Buscamos identificar atitudes simples e que já vêm se mostrando exitosas nesse processo. A primeira delas é a valorização do aprendizado, do conhecimento e do profissional que ocupa o centro do processo educacional: o professor.

Nesse sentido, o Plano Nacional de Educação propõe melhoras salariais e um plano de carreira. Entretanto, além disso, é necessário que a sociedade valorize o professor e compreenda o papel primordial que ele tem na formação da sociedade futura.

Nessa mesma linha, outra atitude orienta a abordagem da educação escolar no cotidiano por meio de ações simples, como a maior interação da família com a escola e com o que crianças e jovens estão aprendendo.

O desenvolvimento de habilidades importantes para a vida, mas muitas vezes deixadas em segundo plano na vida escolar – como saber trabalhar em equipe, persistir e ser criativo –, é o objeto de mais uma atitude proposta.
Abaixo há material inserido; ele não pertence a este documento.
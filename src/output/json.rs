//! JSON serialization of the result set

use crate::crawler::Record;
use crate::SweepError;
use std::io::Write;

/// Writes the records as a single JSON array followed by a newline
///
/// # Arguments
///
/// * `writer` - Destination, usually standard output
/// * `records` - The result set
/// * `pretty` - Indent the output
///
/// # Returns
///
/// * `Ok(())` - The array was written and flushed
/// * `Err(SweepError)` - Serialization or I/O failed
pub fn write_records<W: Write>(
    mut writer: W,
    records: &[Record],
    pretty: bool,
) -> Result<(), SweepError> {
    if pretty {
        serde_json::to_writer_pretty(&mut writer, records)?;
    } else {
        serde_json::to_writer(&mut writer, records)?;
    }

    writer.write_all(b"\n")?;
    writer.flush()?;
    Ok(())
}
Essas habilidades podem ser aprimoradas ao longo da vida, mas quando estimuladas desde cedo, tanto no ambiente familiar quanto no escolar, têm maior potencial de desenvolvimento.

A quarta atitude consiste em apoiar o projeto de vida e o protagonismo dos alunos. Afinal, toda criança quer e pode aprender, e o resultado será melhor na medida em que o conhecimento ganhe significado dentro da sua trajetória de vida. Os pais podem ajudar as crianças e os jovens a identificar os conhecimentos e ações necessários para que eles alcancem suas metas.

Finalmente, a quinta e última atitude trata da ampliação do repertório cultural e esportivo, uma vez que diversos estudos mostram que parte do impacto negativo na aprendizagem das crianças em situação de maior vulnerabilidade é decorrente da reduzida exposição a um maior repertório que contribua para criar novas referências que conectem o mundo e o que é ensinado na escola.

Hoje, a maioria dos pais e responsáveis pelos alunos do país reconhece a importância do ensino, mas ainda é necessário ampliar o repertório de ações que possam contribuir mais efetivamente para o aprendizado.

Por exemplo, 40% deles dizem não ter comparecido ou ter participado de apenas algumas das reuniões de pais para as quais foram chamados. Esse dado é da pesquisa “Atitudes pela Educação”, divulgada recentemente pelo Todos Pela Educação e por seus parceiros, que traz também outras informações sobre os perfis dos pais em relação à educação dos filhos.

Nesse contexto, o que se propõe, portanto, é que os pais e responsáveis pela educação das crianças e dos jovens participem mais da sua vida escolar, se aproximem da escola e procurem canais de informação que possam facilitar o diálogo. A escola, por sua vez, precisa estar aberta para ouvir as famílias e os próprios alunos, e para estimular essa participação. Cada um no seu âmbito de atuação pode ajudar nesse esforço de valorização da Educação.

As empresas, por exemplo, podem estimular seus colaboradores e facilitar sua participação no cotidiano escolar. Os gestores públicos devem buscar a integração das diferentes pastas dentro da administração para garantir acesso a espaços e materiais culturais e esportivos. Dicas e exemplos de como isso pode ser feito estão disponíveis e podem ser compartilhados no portal que o Todos Pela Educação criou para incentivar essa mobilização.

A ideia é justamente instigar e potencializar a troca de exemplos de como cada um pode fazer a sua parte para que as crianças e os jovens possam aprender mais e por toda a vida.